Orangs are under threat.  Now, a threat to the species is almost always a threat to the members of the species, too – and so we would almost always be unable to distinguish acting to protect individual orangs and the species as a whole.  But this needn’t be the case.  Imagine that there are two small colonies of the animal left; a genetic bottleneck means that neither is viable on its own, but, if they were combined, the species may be rescued and flourish in the future.  Furthermore, each colony is in a confined area that cannot support a bigger population.  There is no direct threat to either colony, though.  It so happens that a busy road separates the colonies, which means that they are to all intents and purposes isolated.

Would it be permissible to swing into action to take all these orangs into a sufficiently big sanctuary, and maybe to keep them there for the sake of increasing the population?  It wouldn’t obviously be in the interests of any particular living orang; but it could be in the interests of the species.  Even if the captivity is soft, it is still captivity.  Would it be justified?
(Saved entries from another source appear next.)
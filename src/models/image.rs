use crate::error::{Result, StudioError};
use base64::{engine::general_purpose::STANDARD as BASE64, Engine as _};
use serde::{Deserialize, Serialize};
use std::path::Path;

#[derive(Debug, Clone, Copy, PartialEq, Eq, Serialize, Deserialize, Default)]
#[serde(rename_all = "lowercase")]
pub enum OutputFormat {
    #[default]
    Png,
    Jpeg,
}

impl OutputFormat {
    pub fn mime_type(&self) -> &'static str {
        match self {
            OutputFormat::Png => "image/png",
            OutputFormat::Jpeg => "image/jpeg",
        }
    }

    pub fn extension(&self) -> &'static str {
        match self {
            OutputFormat::Png => "png",
            OutputFormat::Jpeg => "jpg",
        }
    }

    pub fn from_mime_type(mime_type: &str) -> Option<Self> {
        match mime_type.to_ascii_lowercase().as_str() {
            "image/png" => Some(OutputFormat::Png),
            "image/jpeg" | "image/jpg" => Some(OutputFormat::Jpeg),
            _ => None,
        }
    }
}

#[derive(Debug, Clone, Copy, PartialEq, Eq, Serialize, Deserialize)]
#[serde(rename_all = "UPPERCASE")]
pub enum Modality {
    Image,
    Text,
}

#[derive(Debug, Clone, Copy, PartialEq, Eq)]
pub enum RequestKind {
    Edit,
    TextToImage,
}

/// Source image for an edit, already read into memory.
#[derive(Debug, Clone, PartialEq, Eq)]
pub struct InputImage {
    pub bytes: Vec<u8>,
    pub mime_type: String,
}

impl InputImage {
    pub fn new(bytes: Vec<u8>, mime_type: impl Into<String>) -> Self {
        Self {
            bytes,
            mime_type: mime_type.into(),
        }
    }

    pub fn from_path(path: impl AsRef<Path>) -> Result<Self> {
        let path = path.as_ref();
        let mime_type = mime_for_path(path).ok_or_else(|| {
            StudioError::MissingInput(format!(
                "Unsupported image type: {}",
                path.display()
            ))
        })?;
        let bytes = std::fs::read(path)?;
        Ok(Self::new(bytes, mime_type))
    }

    pub fn is_empty(&self) -> bool {
        self.bytes.is_empty()
    }

    pub fn to_base64(&self) -> String {
        BASE64.encode(&self.bytes)
    }
}

#[derive(Debug, Clone, PartialEq, Eq)]
pub struct GenerationOptions {
    pub number_of_images: u32,
    pub output_format: OutputFormat,
    pub response_modalities: Vec<Modality>,
}

/// One outbound call. Only `edit` carries an input image, only
/// `text_to_image` fixes the image count and encoding.
#[derive(Debug, Clone)]
pub struct GenerationRequest {
    kind: RequestKind,
    prompt: String,
    input_image: Option<InputImage>,
    options: GenerationOptions,
}

impl GenerationRequest {
    pub fn edit(image: InputImage, prompt: impl Into<String>) -> Self {
        Self {
            kind: RequestKind::Edit,
            prompt: prompt.into(),
            input_image: Some(image),
            options: GenerationOptions {
                number_of_images: 1,
                output_format: OutputFormat::Png,
                response_modalities: vec![Modality::Image, Modality::Text],
            },
        }
    }

    pub fn text_to_image(prompt: impl Into<String>, output_format: OutputFormat) -> Self {
        Self {
            kind: RequestKind::TextToImage,
            prompt: prompt.into(),
            input_image: None,
            options: GenerationOptions {
                number_of_images: 1,
                output_format,
                response_modalities: vec![Modality::Image],
            },
        }
    }

    pub fn kind(&self) -> RequestKind {
        self.kind
    }

    pub fn prompt(&self) -> &str {
        &self.prompt
    }

    pub fn input_image(&self) -> Option<&InputImage> {
        self.input_image.as_ref()
    }

    pub fn options(&self) -> &GenerationOptions {
        &self.options
    }
}

#[derive(Debug, Clone, PartialEq, Eq, Serialize)]
pub struct GenerationResult {
    pub image_base64: String, // Base64 encoded
    pub mime_type: String,
}

impl GenerationResult {
    pub fn new(image_base64: impl Into<String>, mime_type: impl Into<String>) -> Self {
        Self {
            image_base64: image_base64.into(),
            mime_type: mime_type.into(),
        }
    }

    pub fn data_url(&self) -> String {
        format!("data:{};base64,{}", self.mime_type, self.image_base64)
    }

    /// File extension matching the payload encoding. Unknown types fall back
    /// to `png`.
    pub fn extension(&self) -> &'static str {
        match self.mime_type.to_ascii_lowercase().as_str() {
            "image/webp" => "webp",
            "image/gif" => "gif",
            mime => OutputFormat::from_mime_type(mime)
                .unwrap_or_default()
                .extension(),
        }
    }

    pub fn decode(&self) -> Result<Vec<u8>> {
        BASE64
            .decode(self.image_base64.as_bytes())
            .map_err(|e| StudioError::GenerationFailed(format!("invalid image payload: {}", e)))
    }
}

fn mime_for_path(path: &Path) -> Option<&'static str> {
    let ext = path
        .extension()
        .and_then(|value| value.to_str())
        .map(|value| value.to_ascii_lowercase())
        .unwrap_or_default();
    match ext.as_str() {
        "png" => Some("image/png"),
        "jpg" | "jpeg" => Some("image/jpeg"),
        "webp" => Some("image/webp"),
        "gif" => Some("image/gif"),
        _ => None,
    }
}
Part of me thinks that it might be; but this does rely on thinking that the species qua species has a moral value and interest, aside from the value and interest of its members.  And that does seem like a bit of a stretch – especially if (as seems plausible) individual orangs have no concept of species with which they can identify.

 

Admittedly, this isn’t a medical ethics post in the strict sense – but it’s a nice story, so ner.